24/7 Wall St. created an index of the pandemic’s ongoing impact on each state’s economy, taking into account the number of COVID-19 cases per 10,000 residents, the share of employment in industries deemed high risk by Moody’s, new unemployment claims since mid-March and projected unemployment rates by state for July 2020 from the Economic Policy Institute, a nonpartisan, nonprofit think tank.
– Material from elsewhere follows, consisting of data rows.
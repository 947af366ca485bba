//! Finding the top-level windows that belong to a process.

use crate::process::Pid;
use anyhow::Result;
use std::fmt::Debug;
use tracing::{debug, warn};

/// A top-level window as reported by the window system, with its owning process.
#[derive(Debug, Clone, Copy, PartialEq, Eq)]
pub struct WindowEntry<W> {
    pub window: W,
    pub owner: Option<Pid>,
}

/// Window system primitives consumed by the locator and the toggler.
///
/// Implementations must not block: every call returns immediately.
pub trait WindowSystem {
    type Window: Copy + Debug + PartialEq;

    /// Every top-level window currently known, in the system's enumeration order.
    fn top_level_windows(&mut self) -> Result<Vec<WindowEntry<Self::Window>>>;

    fn is_visible(&mut self, window: Self::Window) -> bool;

    fn set_visible(&mut self, window: Self::Window, visible: bool);

    fn minimize(&mut self, window: Self::Window);

    fn restore(&mut self, window: Self::Window);
}

/// Windows owned by `pid`, freshly enumerated on every call.
///
/// An enumeration failure is logged and reported as "no windows".
pub fn windows_owned_by<S: WindowSystem>(system: &mut S, pid: Pid) -> Vec<S::Window> {
    let entries = match system.top_level_windows() {
        Ok(entries) => entries,
        Err(e) => {
            warn!("Failed to enumerate top-level windows: {:#}", e);
            return Vec::new();
        }
    };

    let total = entries.len();
    let owned = filter_owned_by(entries, pid);
    debug!("{} of {} top-level windows belong to pid {}", owned.len(), total, pid);
    owned
}

#[must_use]
fn filter_owned_by<W>(entries: Vec<WindowEntry<W>>, pid: Pid) -> Vec<W> {
    entries
        .into_iter()
        .filter(|entry| entry.owner == Some(pid))
        .map(|entry| entry.window)
        .collect()
}
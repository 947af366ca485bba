//! Process liveness and launching.
//!
//! The controller only ever talks to the OS through [`ProcessHost`], so the
//! activation logic can be exercised without spawning anything.

use std::path::{Path, PathBuf};
use thiserror::Error;

/// OS process identifier. This is the only piece of process state that
/// survives between activations.
pub type Pid = u32;

/// Number of standard I/O slots a launch must be given (stdin, stdout, stderr).
pub const STDIO_SLOTS: usize = 3;

/// Owned OS handle for one standard I/O slot of the child.
#[cfg(unix)]
pub type StdioHandle = std::os::fd::OwnedFd;
#[cfg(windows)]
pub type StdioHandle = std::os::windows::io::OwnedHandle;

/// What to run and where. Built once from the configuration and never mutated.
#[derive(Debug, Clone, PartialEq, Eq)]
pub struct LaunchSpec {
    command_line: String,
    working_directory: PathBuf,
}

impl LaunchSpec {
    pub fn new(command_line: impl Into<String>, working_directory: impl Into<PathBuf>) -> Self {
        LaunchSpec {
            command_line: command_line.into(),
            working_directory: working_directory.into(),
        }
    }

    /// The full command line as a single string, not split into arguments.
    pub fn command_line(&self) -> &str {
        &self.command_line
    }

    pub fn working_directory(&self) -> &Path {
        &self.working_directory
    }
}

#[derive(Debug, Error)]
pub enum LaunchError {
    #[error("Expected exactly 3 standard I/O handle slots, got {got}")]
    InvalidHandleCount { got: usize },

    #[error("No command line configured")]
    MissingCommandLine,

    #[error("Cannot split command line '{command_line}': {reason}")]
    UnparsableCommandLine { command_line: String, reason: String },

    #[error("Failed to duplicate standard I/O handle {slot}")]
    DuplicateHandle {
        slot: usize,
        #[source]
        source: std::io::Error,
    },

    #[error("Failed to start '{command_line}'")]
    Spawn {
        command_line: String,
        #[source]
        source: std::io::Error,
    },
}

impl LaunchError {
    pub fn error_code(&self) -> &'static str {
        match self {
            LaunchError::InvalidHandleCount { .. } => "launch.invalid_handle_count",
            LaunchError::MissingCommandLine => "launch.missing_command_line",
            LaunchError::UnparsableCommandLine { .. } => "launch.unparsable_command_line",
            LaunchError::DuplicateHandle { .. } => "launch.duplicate_handle_failed",
            LaunchError::Spawn { .. } => "launch.spawn_failed",
        }
    }

    /// Configuration problems the user has to fix, as opposed to OS failures.
    pub fn is_user_error(&self) -> bool {
        matches!(
            self,
            LaunchError::InvalidHandleCount { .. }
                | LaunchError::MissingCommandLine
                | LaunchError::UnparsableCommandLine { .. }
        )
    }
}

/// Structural preconditions shared by every launcher, checked before any OS call.
pub fn check_launch_request<H>(spec: &LaunchSpec, stdio: &[Option<H>]) -> Result<(), LaunchError> {
    if stdio.len() != STDIO_SLOTS {
        return Err(LaunchError::InvalidHandleCount { got: stdio.len() });
    }
    if spec.command_line().trim().is_empty() {
        return Err(LaunchError::MissingCommandLine);
    }
    Ok(())
}

/// Three empty slots: the child gets whatever the new console gives it.
pub fn empty_stdio() -> Vec<Option<StdioHandle>> {
    (0..STDIO_SLOTS).map(|_| None).collect()
}

/// Process operations used by the controller.
pub trait ProcessHost {
    /// True when `pid` has exited or cannot be opened. Never blocks.
    fn is_gone(&mut self, pid: Pid) -> bool;

    /// Start `spec` in a new console session and return its pid.
    fn launch(
        &mut self,
        spec: &LaunchSpec,
        stdio: Vec<Option<StdioHandle>>,
    ) -> Result<Pid, LaunchError>;
}
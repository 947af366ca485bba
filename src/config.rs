use crate::hotkey::Hotkey;
use crate::process::LaunchSpec;
use anyhow::{Context, Result};
use clap::builder::{OsStringValueParser, TypedValueParser};
use clap::{Parser, Subcommand};
use std::path::PathBuf;

#[cfg(windows)]
const DEFAULT_EXEC: &str = "cmd.exe";
#[cfg(not(windows))]
const DEFAULT_EXEC: &str = "foot";

#[derive(Debug, Clone, Subcommand)]
pub enum Command {
    /// Register the hotkey and run the controller (default if no command specified)
    Daemon,
    /// Same as pressing the hotkey: launch the program or toggle its windows
    Toggle,
    /// Query daemon status
    Status,
    /// Shutdown the daemon
    Shutdown,
}

#[derive(Debug, Clone, Parser)]
#[command(name = "hotkey-toggle")]
#[command(about = "Launch a program or show/hide its windows with Ctrl+Alt+<hotkey>", long_about = None)]
pub struct Config {
    /// Command line of the program to run
    #[arg(long = "exec", default_value = DEFAULT_EXEC)]
    pub exec: String,

    /// Working directory of the program (defaults to the user's home directory)
    #[arg(long = "work", value_parser = OsStringValueParser::new().map(PathBuf::from))]
    pub work: Option<PathBuf>,

    /// Hotkey letter (A-Z). The program is toggled with Ctrl+Alt+<hotkey>
    #[arg(long)]
    pub hotkey: Option<String>,

    /// Enable verbose logging
    #[arg(short, long)]
    pub verbose: bool,

    /// Command to execute
    #[command(subcommand)]
    pub command: Option<Command>,
}

impl Config {
    pub fn parse() -> Self {
        <Config as Parser>::parse()
    }

    /// Get the command, defaulting to Daemon if none specified
    pub fn command(&self) -> Command {
        self.command.clone().unwrap_or(Command::Daemon)
    }

    /// Validated hotkey; the daemon refuses to start without one.
    pub fn hotkey(&self) -> Result<Hotkey> {
        Ok(self.hotkey.as_deref().unwrap_or_default().parse()?)
    }

    /// The launch spec handed to the controller, fixed for the lifetime of the daemon.
    pub fn launch_spec(&self) -> Result<LaunchSpec> {
        // An empty --work counts as unset
        let work = self.work.as_ref().filter(|dir| !dir.as_os_str().is_empty());
        let working_directory = match work {
            Some(dir) => dir.clone(),
            None => dirs::home_dir().context("Could not determine the user's home directory")?,
        };

        Ok(LaunchSpec::new(self.exec.clone(), working_directory))
    }
}

#[cfg(test)]
mod tests {
    use super::*;

    fn parse(args: &[&str]) -> Config {
        let mut argv = vec!["hotkey-toggle"];
        argv.extend_from_slice(args);
        Config::try_parse_from(argv).unwrap()
    }

    #[test]
    fn test_defaults() {
        let config = parse(&[]);
        assert_eq!(config.exec, DEFAULT_EXEC);
        assert!(config.work.is_none());
        assert!(config.hotkey.is_none());
        assert!(!config.verbose);
        assert!(matches!(config.command(), Command::Daemon));
    }

    #[test]
    fn test_hotkey_is_required_for_daemon() {
        let config = parse(&[]);
        let err = config.hotkey().unwrap_err();
        assert!(err.to_string().contains("empty"));
    }

    #[test]
    fn test_hotkey_is_validated() {
        assert_eq!(parse(&["--hotkey", "t"]).hotkey().unwrap().letter(), 'T');
        assert!(parse(&["--hotkey", "7"]).hotkey().is_err());
    }

    #[test]
    fn test_launch_spec_uses_explicit_work_dir() {
        let config = parse(&["--exec", "alacritty -e htop", "--work", "/tmp"]);
        let spec = config.launch_spec().unwrap();
        assert_eq!(spec.command_line(), "alacritty -e htop");
        assert_eq!(spec.working_directory(), std::path::Path::new("/tmp"));
    }

    #[test]
    fn test_launch_spec_defaults_to_home() {
        let config = parse(&["--hotkey", "t"]);
        if let Some(home) = dirs::home_dir() {
            assert_eq!(config.launch_spec().unwrap().working_directory(), home);
        }
    }

    #[test]
    fn test_empty_work_dir_falls_back_to_home() {
        let config = parse(&["--hotkey", "t", "--work", ""]);
        if let Some(home) = dirs::home_dir() {
            assert_eq!(config.launch_spec().unwrap().working_directory(), home);
        }
    }

    #[test]
    fn test_subcommands() {
        assert!(matches!(parse(&["toggle"]).command(), Command::Toggle));
        assert!(matches!(parse(&["status"]).command(), Command::Status));
        assert!(matches!(parse(&["shutdown"]).command(), Command::Shutdown));
        assert!(matches!(
            parse(&["--hotkey", "q", "daemon"]).command(),
            Command::Daemon
        ));
    }
}
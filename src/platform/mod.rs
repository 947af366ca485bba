//! OS backends for the process and window primitives.

#[cfg(unix)]
pub mod sway;
#[cfg(unix)]
pub mod unix;
#[cfg(windows)]
pub mod win32;

/// Report an error that stops the daemon before it starts.
pub fn report_fatal(message: &str) {
    tracing::error!("{}", message);
    #[cfg(windows)]
    win32::show_error_dialog(message);
}
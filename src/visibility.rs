use crate::window_locator::WindowSystem;
use serde::{Deserialize, Serialize};
use tracing::debug;

/// What a toggle did to the window set
#[derive(Debug, Clone, Copy, PartialEq, Eq, Serialize, Deserialize)]
#[serde(rename_all = "snake_case")]
pub enum ToggleAction {
    /// The process has no top-level windows (yet)
    NoWindows,
    /// Windows were minimized and hidden
    Hidden(usize),
    /// Windows were shown and restored
    Shown(usize),
}

/// Flip the aggregate visibility of `windows`.
///
/// Only the first window is sampled. When windows disagree, the action is
/// decided by enumeration order.
pub fn toggle<S: WindowSystem>(system: &mut S, windows: &[S::Window]) -> ToggleAction {
    let Some(&first) = windows.first() else {
        debug!("No windows to toggle");
        return ToggleAction::NoWindows;
    };

    if system.is_visible(first) {
        for &window in windows {
            system.minimize(window);
            system.set_visible(window, false);
        }
        debug!("Hid {} window(s)", windows.len());
        ToggleAction::Hidden(windows.len())
    } else {
        for &window in windows {
            system.set_visible(window, true);
            system.restore(window);
        }
        debug!("Showed {} window(s)", windows.len());
        ToggleAction::Shown(windows.len())
    }
}
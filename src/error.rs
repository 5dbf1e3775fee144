use std::path::PathBuf;

use thiserror::Error;

/// Remote error codes meaning the target status is already gone.
pub const CODE_DOES_NOT_EXIST: u32 = 34;
pub const CODE_NOT_FOUND: u32 = 144;

// ─── Top-level error hierarchy ───────────────────────────────────────────────

/// Structured error hierarchy for `langolier`.
///
/// Library callers match on these to decide whether a run can continue; the
/// binary wraps them in `anyhow` for context chains.
#[derive(Debug, Error)]
pub enum LangolierError {
    // ── Config ───────────────────────────────────────────────────────────
    #[error("config: {0}")]
    Config(#[from] ConfigError),

    // ── Archive export ───────────────────────────────────────────────────
    #[error("archive: {0}")]
    Archive(#[from] ArchiveError),

    // ── Remote API ───────────────────────────────────────────────────────
    #[error("remote: {0}")]
    Remote(#[from] RemoteError),

    #[error("malformed response: {0}")]
    MalformedResponse(String),

    #[error("io: {0}")]
    Io(#[from] std::io::Error),
}

// ─── Config errors ───────────────────────────────────────────────────────────

#[derive(Debug, Error)]
pub enum ConfigError {
    #[error("failed to load config: {0}")]
    Load(String),

    #[error("failed to parse config: {0}")]
    Parse(#[from] toml::de::Error),

    #[error("validation failed: {0}")]
    Validation(String),

    #[error("io: {0}")]
    Io(#[from] std::io::Error),
}

// ─── Archive errors ──────────────────────────────────────────────────────────

#[derive(Debug, Error)]
pub enum ArchiveError {
    #[error("malformed archive: {0}")]
    Malformed(String),

    #[error("archive file not found: {}", .0.display())]
    Missing(PathBuf),
}

// ─── Record errors ───────────────────────────────────────────────────────────

/// A decoded record is missing a field or carries it in an unexpected shape.
#[derive(Debug, Error)]
#[error("field `{field}`: {reason}")]
pub struct RecordError {
    pub field: &'static str,
    pub reason: String,
}

impl RecordError {
    pub fn new(field: &'static str, reason: impl Into<String>) -> Self {
        Self {
            field,
            reason: reason.into(),
        }
    }
}

impl From<RecordError> for LangolierError {
    fn from(err: RecordError) -> Self {
        Self::MalformedResponse(err.to_string())
    }
}

impl From<RecordError> for ArchiveError {
    fn from(err: RecordError) -> Self {
        Self::Malformed(err.to_string())
    }
}

// ─── Remote errors ───────────────────────────────────────────────────────────

/// A failed call against the remote API.
///
/// `code` is the platform's own error code from the response body, `status`
/// the HTTP status. Transport failures carry neither.
#[derive(Debug, Clone, PartialEq, Eq, Error)]
#[error("{}", describe(.status, .code, .message))]
pub struct RemoteError {
    pub status: Option<u16>,
    pub code: Option<u32>,
    pub message: String,
}

fn describe(status: &Option<u16>, code: &Option<u32>, message: &str) -> String {
    match (status, code) {
        (Some(status), Some(code)) => format!("HTTP {status}, code {code}: {message}"),
        (Some(status), None) => format!("HTTP {status}: {message}"),
        (None, Some(code)) => format!("code {code}: {message}"),
        (None, None) => message.to_string(),
    }
}

impl RemoteError {
    pub fn with_code(code: u32, message: impl Into<String>) -> Self {
        Self {
            status: None,
            code: Some(code),
            message: message.into(),
        }
    }

    pub fn transport(message: impl Into<String>) -> Self {
        Self {
            status: None,
            code: None,
            message: message.into(),
        }
    }

    /// True when the target no longer exists, which a purge treats as done.
    pub fn is_already_gone(&self) -> bool {
        matches!(self.code, Some(CODE_DOES_NOT_EXIST | CODE_NOT_FOUND))
    }
}

impl From<reqwest::Error> for RemoteError {
    fn from(err: reqwest::Error) -> Self {
        Self {
            status: err.status().map(|s| s.as_u16()),
            code: None,
            message: err.to_string(),
        }
    }
}

impl From<reqwest::Error> for LangolierError {
    fn from(err: reqwest::Error) -> Self {
        Self::Remote(err.into())
    }
}

// ─── Convenience re-exports ─────────────────────────────────────────────────

/// Shorthand result type for the crate.
pub type Result<T> = std::result::Result<T, LangolierError>;
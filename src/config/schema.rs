use crate::client::{Credentials, DEFAULT_API_BASE, MAX_PER_PAGE};
use crate::error::ConfigError;
use crate::item::{RawId, StatusId};
use crate::retention::{HARD_CAP, RetentionPolicy};
use directories::UserDirs;
use serde::Deserialize;
use std::fs;
use std::path::{Path, PathBuf};

// ── Top-level config ──────────────────────────────────────────────

#[derive(Debug, Clone, Deserialize)]
pub struct Config {
    /// Path the config was read from - not serialized
    #[serde(skip)]
    pub config_path: PathBuf,

    #[serde(default)]
    pub consumer_key: String,
    #[serde(default)]
    pub consumer_secret: String,
    #[serde(default)]
    pub access_token: String,
    #[serde(default)]
    pub access_token_secret: String,

    /// Account whose timeline and likes are purged
    pub screen_name: String,

    /// Items at most this many days old are kept
    pub keep_days: u32,
    /// Ids kept forever; TOML strings or integers
    #[serde(default)]
    pub keep_ids: Vec<RawId>,

    /// Posts/reposts allowed to survive a run (default: 3100)
    #[serde(default = "default_hard_cap")]
    pub hard_cap: usize,
    /// Statuses requested per page, 1..=200 (default: 200)
    #[serde(default = "default_per_page")]
    pub per_page: u32,
    #[serde(default = "default_api_base")]
    pub api_base: String,
}

fn default_hard_cap() -> usize {
    HARD_CAP
}

fn default_per_page() -> u32 {
    MAX_PER_PAGE
}

fn default_api_base() -> String {
    DEFAULT_API_BASE.into()
}

impl Config {
    /// `~/.langolier/config.toml`
    pub fn default_path() -> Result<PathBuf, ConfigError> {
        let home = UserDirs::new()
            .map(|u| u.home_dir().to_path_buf())
            .ok_or_else(|| ConfigError::Load("could not find home directory".into()))?;
        Ok(home.join(".langolier").join("config.toml"))
    }

    /// Read, apply environment overrides and validate. `~` in `path` is
    /// expanded.
    pub fn load(path: Option<&Path>) -> Result<Self, ConfigError> {
        let config_path = match path {
            Some(path) => PathBuf::from(shellexpand::tilde(&path.to_string_lossy()).into_owned()),
            None => Self::default_path()?,
        };

        let contents = fs::read_to_string(&config_path).map_err(|err| {
            ConfigError::Load(format!("failed to read {}: {err}", config_path.display()))
        })?;
        let mut config = Self::from_toml(&contents)?;
        config.config_path = config_path;
        config.apply_env_overrides();
        config.validate()?;
        Ok(config)
    }

    pub fn from_toml(contents: &str) -> Result<Self, ConfigError> {
        Ok(toml::from_str(contents)?)
    }

    pub fn apply_env_overrides(&mut self) {
        let overrides = [
            ("LANGOLIER_CONSUMER_KEY", &mut self.consumer_key),
            ("LANGOLIER_CONSUMER_SECRET", &mut self.consumer_secret),
            ("LANGOLIER_ACCESS_TOKEN", &mut self.access_token),
            ("LANGOLIER_ACCESS_TOKEN_SECRET", &mut self.access_token_secret),
        ];

        for (var, field) in overrides {
            if let Ok(value) = std::env::var(var) {
                if !value.is_empty() {
                    *field = value;
                }
            }
        }
    }

    pub fn validate(&self) -> Result<(), ConfigError> {
        if self.screen_name.trim().is_empty() {
            return Err(ConfigError::Validation("screen_name must not be empty".into()));
        }

        if !(1..=MAX_PER_PAGE).contains(&self.per_page) {
            return Err(ConfigError::Validation(format!(
                "per_page must be between 1 and {MAX_PER_PAGE}, got {}",
                self.per_page
            )));
        }

        let api_base = url::Url::parse(&self.api_base)
            .map_err(|err| ConfigError::Validation(format!("api_base: {err}")))?;
        if !matches!(api_base.scheme(), "http" | "https") {
            return Err(ConfigError::Validation(format!(
                "api_base must be an http(s) URL, got {}",
                self.api_base
            )));
        }

        self.keep_ids()?;
        Ok(())
    }

    pub fn keep_ids(&self) -> Result<Vec<StatusId>, ConfigError> {
        self.keep_ids
            .iter()
            .map(|raw| {
                raw.to_status_id()
                    .map_err(|err| ConfigError::Validation(format!("keep_ids: {err}")))
            })
            .collect()
    }

    pub fn retention_policy(&self) -> Result<RetentionPolicy, ConfigError> {
        Ok(RetentionPolicy::new(self.keep_days, self.keep_ids()?))
    }

    /// Fails when any of the four OAuth values is missing.
    pub fn credentials(&self) -> Result<Credentials, ConfigError> {
        let fields = [
            ("consumer_key", &self.consumer_key),
            ("consumer_secret", &self.consumer_secret),
            ("access_token", &self.access_token),
            ("access_token_secret", &self.access_token_secret),
        ];
        if let Some((name, _)) = fields.iter().find(|(_, value)| value.is_empty()) {
            return Err(ConfigError::Validation(format!("{name} is not set")));
        }

        Ok(Credentials {
            consumer_key: self.consumer_key.clone(),
            consumer_secret: self.consumer_secret.clone(),
            access_token: self.access_token.clone(),
            access_token_secret: self.access_token_secret.clone(),
        })
    }
}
As is the case with its neighbor to the south, Virginia, Maryland’s economy is not especially exposed to slowdown in the wake of COVID-19. A relatively small share of workers in the state, 15.7%, are employed in industries that are projected to bear the brunt of the economic fallout. According to estimates by the Economic Policy Institute, Maryland’s unemployment rate in July will be just 13.9%, the lowest of any state according to projections.
Methodology
To determine the states most likely to be hurt by COVID-19, 24/7 Wall St. created a weighted index of four measures. The first measure, which comprises 30% of the index, is the share of total employment in industries deemed to be at high-risk of slowdown due to the coronavirus outbreak. The second measure, which comprises 20% of the index, is the number of diagnosed cases per capita as of April 27 2020. The third measure, which comprises 30% of the index, is the number of new unemployment claims made since the week ending March 21 as a share of the 2018 state labor force, from the U.S. Bureau of Labor Statistics. The fourth measure, which comprises 20% of the index, is the projected unemployment rate by state for July 2020 from a report published on April 1 by the Economic Policy Institute, a nonpartisan, nonprofit think tank.